DATAFRAME SIZE: 389196


# Separating Dataframe in Classes

In [9]:
df_1_1=df[df["IND_BOM_1_1"]==1]
df_1_2=df[df["IND_BOM_1_2"]==1]
print("DATAFRAME SIZE:")
print(f"IND_BOM_1_1: {len(df_1_1)}")
print(f"IND_BOM_1_2: {len(df_1_2)}")

DATAFRAME SIZE:
IND_BOM_1_1: 255098
IND_BOM_1_2: 134098


# Randomizing DataFrame

In [10]:
df_1_1=df_1_1.sample(frac=1, random_state=1).reset_index(drop=True)
df_1_2=df_1_2.sample(frac=1, random_state=1).reset_index(drop=True)

# Separating Data in Train, Validation and Test

## IND_BOM_1_1

In [11]:
df_1_1_train = df_1_1.sample(frac=0.5)
df_1_1 = df_1_1.drop(df_1_1_train.index)
df_1_1_val = df_1_1.sample(frac=0.5)
df_1_1_test = df_1_1.drop(df_1_1_val.index)

df_1_1_train = df_1_1_train.reset_index(drop=True)
df_1_1_val = df_1_1_val.reset_index(drop=True)
df_1_1_test = df_1_1_test.reset_index(drop=True)

In [12]:
print("DATAFRAME SIZE:")
print(f"TRAIN DATA: {len(df_1_1_train)}")
print(f"VALIDATION DATA: {len(df_1_1_val)}")
print(f"TEST DATA: {len(df_1_1_test)}")

DATAFRAME SIZE:
TRAIN DATA: 127549
VALIDATION DATA: 63774
TEST DATA: 63775


## IND_BOM_1_2

In [13]:
df_1_2_train = df_1_2.sample(frac=0.5)
df_1_2 = df_1_2.drop(df_1_2_train.index)
df_1_2_val = df_1_2.sample(frac=0.5)
df_1_2_test = df_1_2.drop(df_1_2_val.index)
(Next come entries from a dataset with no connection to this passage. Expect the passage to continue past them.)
use std::path::Path;

use anyhow::Context as _;

use crate::foundation::error::MaskResult;

/// Tunables for upload limits, brush defaults and submission downscaling.
///
/// Missing JSON fields fall back to [`Default`]; environment overrides are applied by
/// [`MaskwrightConfig::apply_env`].
#[derive(Clone, Debug, PartialEq, serde::Serialize, serde::Deserialize)]
#[serde(default)]
pub struct MaskwrightConfig {
    /// Source files larger than this are downscaled and re-encoded before submission.
    pub downscale_threshold_bytes: u64,
    /// Longest side of a downscaled source, in pixels.
    pub downscale_max_dimension: u32,
    /// JPEG quality (1-100) used when re-encoding a downscaled source.
    pub downscale_jpeg_quality: u8,
    /// Largest accepted upload, in bytes.
    pub max_upload_bytes: u64,
    /// Brush radius a new session starts with.
    pub default_brush_radius: u32,
    /// Submit masks with no edit region instead of rejecting them.
    pub allow_degenerate_mask: bool,
    /// Undo history depth, base state included. Each entry holds a display snapshot.
    pub max_history_entries: usize,
}

impl Default for MaskwrightConfig {
    fn default() -> Self {
        Self {
            downscale_threshold_bytes: 5 * 1024 * 1024,
            downscale_max_dimension: 1536,
            downscale_jpeg_quality: 85,
            max_upload_bytes: 25 * 1024 * 1024,
            default_brush_radius: 20,
            allow_degenerate_mask: false,
            max_history_entries: crate::history::stack::DEFAULT_MAX_HISTORY_ENTRIES,
        }
    }
}

impl MaskwrightConfig {
    pub fn from_path(path: &Path) -> MaskResult<Self> {
        let text = std::fs::read_to_string(path)
            .with_context(|| format!("read config '{}'", path.display()))?;
        Self::from_json(&text)
    }

    pub fn from_json(text: &str) -> MaskResult<Self> {
        let cfg: Self = serde_json::from_str(text)
            .map_err(|e| crate::MaskError::validation(format!("invalid config JSON: {e}")))?;
        cfg.validate()?;
        Ok(cfg)
    }

    /// Overlay `MASKWRIGHT_*` environment variables. Values that fail to parse are ignored.
    pub fn apply_env(mut self) -> Self {
        if let Some(v) = env_parse::<u64>("MASKWRIGHT_DOWNSCALE_THRESHOLD_BYTES") {
            self.downscale_threshold_bytes = v;
        }
        if let Some(v) = env_parse::<u32>("MASKWRIGHT_DOWNSCALE_MAX_DIMENSION").filter(|&n| n > 0)
        {
            self.downscale_max_dimension = v;
        }
        if let Some(v) = env_parse::<u8>("MASKWRIGHT_JPEG_QUALITY").filter(|&q| (1..=100).contains(&q))
        {
            self.downscale_jpeg_quality = v;
        }
        if let Some(v) = env_parse::<u64>("MASKWRIGHT_MAX_UPLOAD_BYTES").filter(|&n| n > 0) {
            self.max_upload_bytes = v;
        }
        if let Some(v) = env_parse::<bool>("MASKWRIGHT_ALLOW_DEGENERATE_MASK") {
            self.allow_degenerate_mask = v;
        }
        if let Some(v) = env_parse::<usize>("MASKWRIGHT_MAX_HISTORY_ENTRIES").filter(|&n| n >= 2) {
            self.max_history_entries = v;
        }
        self
    }

    pub fn validate(&self) -> MaskResult<()> {
        if self.downscale_max_dimension == 0 {
            return Err(crate::MaskError::validation(
                "downscale_max_dimension must be > 0",
            ));
        }
        if !(1..=100).contains(&self.downscale_jpeg_quality) {
            return Err(crate::MaskError::validation(
                "downscale_jpeg_quality must be in 1..=100",
            ));
        }
        if self.max_upload_bytes == 0 {
            return Err(crate::MaskError::validation("max_upload_bytes must be > 0"));
        }
        if self.max_history_entries < 2 {
            return Err(crate::MaskError::validation(
                "max_history_entries must be >= 2",
            ));
        }
        Ok(())
    }
}

fn env_parse<T: std::str::FromStr>(key: &str) -> Option<T> {
    std::env::var(key).ok().and_then(|v| v.trim().parse::<T>().ok())
}

#[cfg(test)]
#[path = "../../tests/unit/foundation/config.rs"]
mod tests;
/// Tunables loaded from JSON and the environment.
pub mod config;
/// Sizes, points and pixel rectangles.
pub mod core;
/// Error taxonomy.
pub mod error;
pub(crate) mod math;
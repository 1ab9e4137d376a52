use super::*;

#[test]
fn fnv_hash_is_stable_across_chunking() {
    let mut a = Fnv1a64::new_default();
    a.write_bytes(b"maskwright");
    let mut b = Fnv1a64::new_default();
    b.write_bytes(b"mask");
    b.write_bytes(b"wright");
    assert_eq!(a.finish(), b.finish());

    let mut c = Fnv1a64::new_default();
    c.write_u64(1);
    assert_ne!(c.finish(), Fnv1a64::new_default().finish());
}

#[test]
fn mul_div255_variants_align() {
    for x in [0u16, 1, 127, 255] {
        for y in [0u16, 1, 127, 255] {
            assert_eq!(u16::from(mul_div255_u8(x, y)), mul_div255_u16(x, y));
        }
    }
    assert_eq!(mul_div255_u8(255, 255), 255);
    assert_eq!(mul_div255_u8(255, 0), 0);
}
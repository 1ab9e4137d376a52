//! Interactive editing: one session per source image.

/// The stateful editor.
pub mod editor;
/// Headless replay of recorded input.
pub mod script;
/// Keyboard shortcut resolution.
pub mod shortcuts;
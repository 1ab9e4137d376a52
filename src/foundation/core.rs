use crate::foundation::error::{MaskError, MaskResult};

pub use kurbo::Point;

/// Pixel dimensions of a bitmap.
#[derive(Clone, Copy, Debug, PartialEq, Eq, Hash, serde::Serialize, serde::Deserialize)]
pub struct Size {
    pub width: u32,
    pub height: u32,
}

impl Size {
    pub fn new(width: u32, height: u32) -> MaskResult<Self> {
        if width == 0 || height == 0 {
            return Err(MaskError::validation(format!(
                "size must be non-zero, got {width}x{height}"
            )));
        }
        Ok(Self { width, height })
    }

    pub fn area(self) -> usize {
        (self.width as usize) * (self.height as usize)
    }

    /// Byte length of a tightly packed RGBA8 buffer of this size.
    pub fn rgba_len(self) -> usize {
        self.area() * 4
    }

    pub fn is_empty(self) -> bool {
        self.width == 0 || self.height == 0
    }

    pub fn longest_side(self) -> u32 {
        self.width.max(self.height)
    }

    /// Aspect-preserving size whose longest side is at most `max_side`.
    pub fn fit_within(self, max_side: u32) -> Size {
        let longest = self.longest_side();
        if longest <= max_side || longest == 0 {
            return self;
        }
        let scale = |v: u32| -> u32 {
            let scaled = (u64::from(v) * u64::from(max_side) + u64::from(longest) / 2)
                / u64::from(longest);
            (scaled as u32).max(1)
        };
        if self.width >= self.height {
            Size {
                width: max_side,
                height: scale(self.height),
            }
        } else {
            Size {
                width: scale(self.width),
                height: max_side,
            }
        }
    }

    pub fn full_rect(self) -> PixelRect {
        PixelRect {
            x0: 0,
            y0: 0,
            x1: self.width,
            y1: self.height,
        }
    }
}

impl std::fmt::Display for Size {
    fn fmt(&self, f: &mut std::fmt::Formatter<'_>) -> std::fmt::Result {
        write!(f, "{}x{}", self.width, self.height)
    }
}

/// Integer pixel coordinate. Signed because mapped pointer positions may fall off-canvas.
#[derive(Clone, Copy, Debug, PartialEq, Eq, Hash)]
pub struct PixelPoint {
    pub x: i64,
    pub y: i64,
}

/// Half-open pixel rectangle `[x0, x1) x [y0, y1)`.
#[derive(Clone, Copy, Debug, PartialEq, Eq, Hash, Default)]
pub struct PixelRect {
    pub x0: u32,
    pub y0: u32,
    pub x1: u32,
    pub y1: u32,
}

impl PixelRect {
    pub fn is_empty(self) -> bool {
        self.x0 >= self.x1 || self.y0 >= self.y1
    }

    pub fn width(self) -> u32 {
        self.x1.saturating_sub(self.x0)
    }

    pub fn height(self) -> u32 {
        self.y1.saturating_sub(self.y0)
    }

    pub fn union(self, other: PixelRect) -> PixelRect {
        if self.is_empty() {
            return other;
        }
        if other.is_empty() {
            return self;
        }
        PixelRect {
            x0: self.x0.min(other.x0),
            y0: self.y0.min(other.y0),
            x1: self.x1.max(other.x1),
            y1: self.y1.max(other.y1),
        }
    }

    /// Smallest pixel rectangle covering the float bounds, clipped to `size`.
    pub fn covering(min: Point, max: Point, size: Size) -> PixelRect {
        let clamp = |v: f64, hi: u32| -> u32 {
            if !v.is_finite() || v <= 0.0 {
                0
            } else {
                (v as u64).min(u64::from(hi)) as u32
            }
        };
        let rect = PixelRect {
            x0: clamp(min.x.floor(), size.width),
            y0: clamp(min.y.floor(), size.height),
            x1: clamp(max.x.ceil() + 1.0, size.width),
            y1: clamp(max.y.ceil() + 1.0, size.height),
        };
        if rect.is_empty() {
            PixelRect::default()
        } else {
            rect
        }
    }
}

#[cfg(test)]
#[path = "../../tests/unit/foundation/core.rs"]
mod tests;
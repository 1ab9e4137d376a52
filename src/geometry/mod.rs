//! Display-to-source coordinate mapping.

pub mod mapper;
use crate::foundation::error::{MaskError, MaskResult};
use crate::submit::request::EditRequest;

/// The external image-edit service.
///
/// Implementations own transport, authentication and retries; the editor only hands over a
/// finished request and reports failures as [`MaskError::Backend`].
pub trait EditBackend {
    fn edit(&mut self, request: &EditRequest) -> MaskResult<EditResponse>;
}

impl<B: EditBackend + ?Sized> EditBackend for &mut B {
    fn edit(&mut self, request: &EditRequest) -> MaskResult<EditResponse> {
        (**self).edit(request)
    }
}

impl<B: EditBackend + ?Sized> EditBackend for Box<B> {
    fn edit(&mut self, request: &EditRequest) -> MaskResult<EditResponse> {
        (**self).edit(request)
    }
}

/// Response body of an image-edit call.
#[derive(Clone, Debug, Default, PartialEq, Eq, serde::Serialize, serde::Deserialize)]
#[serde(default)]
pub struct EditResponse {
    /// Unix seconds.
    pub created: u64,
    pub data: Vec<GeneratedImage>,
}

#[derive(Clone, Debug, Default, PartialEq, Eq, serde::Serialize, serde::Deserialize)]
#[serde(default)]
pub struct GeneratedImage {
    #[serde(skip_serializing_if = "Option::is_none")]
    pub b64_json: Option<String>,
    #[serde(skip_serializing_if = "Option::is_none")]
    pub url: Option<String>,
    #[serde(skip_serializing_if = "Option::is_none")]
    pub revised_prompt: Option<String>,
}

impl EditResponse {
    pub fn from_json(text: &str) -> MaskResult<Self> {
        serde_json::from_str(text)
            .map_err(|e| MaskError::backend(format!("malformed edit response: {e}")))
    }

    /// An empty `data` array means the backend produced nothing.
    pub fn ensure_nonempty(self) -> MaskResult<Self> {
        if self.data.is_empty() {
            return Err(MaskError::backend("edit response contained no images"));
        }
        Ok(self)
    }
}

#[cfg(test)]
#[path = "../../tests/unit/submit/backend.rs"]
mod tests;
df_1_2_train = df_1_2_train.reset_index(drop=True)
df_1_2_val = df_1_2_val.reset_index(drop=True)
df_1_2_test = df_1_2_test.reset_index(drop=True)


In [14]:
print("DATAFRAME SIZE:")
print(f"TRAIN DATA: {len(df_1_2_train)}")
print(f"VALIDATION DATA: {len(df_1_2_val)}")
print(f"TEST DATA: {len(df_1_2_test)}")

DATAFRAME SIZE:
TRAIN DATA: 67049
VALIDATION DATA: 33524
TEST DATA: 33525


# Concatenating the Dataset with the Minority Class with Its first rows

In [15]:
df_1_2_train = pd.concat((df_1_2_train, df_1_2_train.iloc[:len(df_1_1_train)-len(df_1_2_train)]), axis = 0)
df_1_2_val = pd.concat((df_1_2_val, df_1_2_val.iloc[:len(df_1_1_val)-len(df_1_2_val)]), axis = 0)

In [16]:
print("DATAFRAME SIZE:")
print(f"TRAIN DATA: {len(df_1_2_train)}")
print(f"VALIDATION DATA: {len(df_1_2_val)}")
print(f"TEST DATA: {len(df_1_2_test)}")

DATAFRAME SIZE:
TRAIN DATA: 127549
VALIDATION DATA: 63774
TEST DATA: 33525


# Merging Dataset Containing Both Classes

In [17]:
train_data = pd.concat((df_1_1_train, df_1_2_train), axis = 0)
val_data = pd.concat((df_1_1_val, df_1_2_val), axis = 0)
test_data = pd.concat((df_1_1_test, df_1_2_test), axis = 0)

In [18]:
train_data = train_data.sample(frac=1, random_state=1).reset_index(drop=True)
val_data = val_data.sample(frac=1, random_state=1).reset_index(drop=True)
test_data = test_data.sample(frac=1, random_state=1).reset_index(drop=True)

In [19]:
print("DATAFRAME SIZE:")
print(f"TRAIN DATA: {len(train_data)}")
print(f"VALIDATION DATA: {len(val_data)}")
print(f"TEST DATA: {len(test_data)}")

DATAFRAME SIZE:
TRAIN DATA: 255098
VALIDATION DATA: 127548
TEST DATA: 97300


# Checking if The Steps were Done Correct

## Checking for Intersection Between the Data

In [20]:
train_index = set(train_data["INDEX"])
val_index = set(val_data["INDEX"])
test_index = set(test_data["INDEX"])

In [21]:
print("DATAFRAME SIZE:")
print(f"TRAIN DATA: {len(df_1_2_train)}")
print(f"VALIDATION DATA: {len(df_1_2_val)}")
print(f"TEST DATA: {len(df_1_2_test)}")

DATAFRAME SIZE:
TRAIN DATA: 127549
VALIDATION DATA: 63774
TEST DATA: 33525


In [22]:
train_val_intersection = train_index.intersection(val_index)
train_test_intersection = train_index.intersection(test_index)
val_test_intersection = val_index.intersection(test_index)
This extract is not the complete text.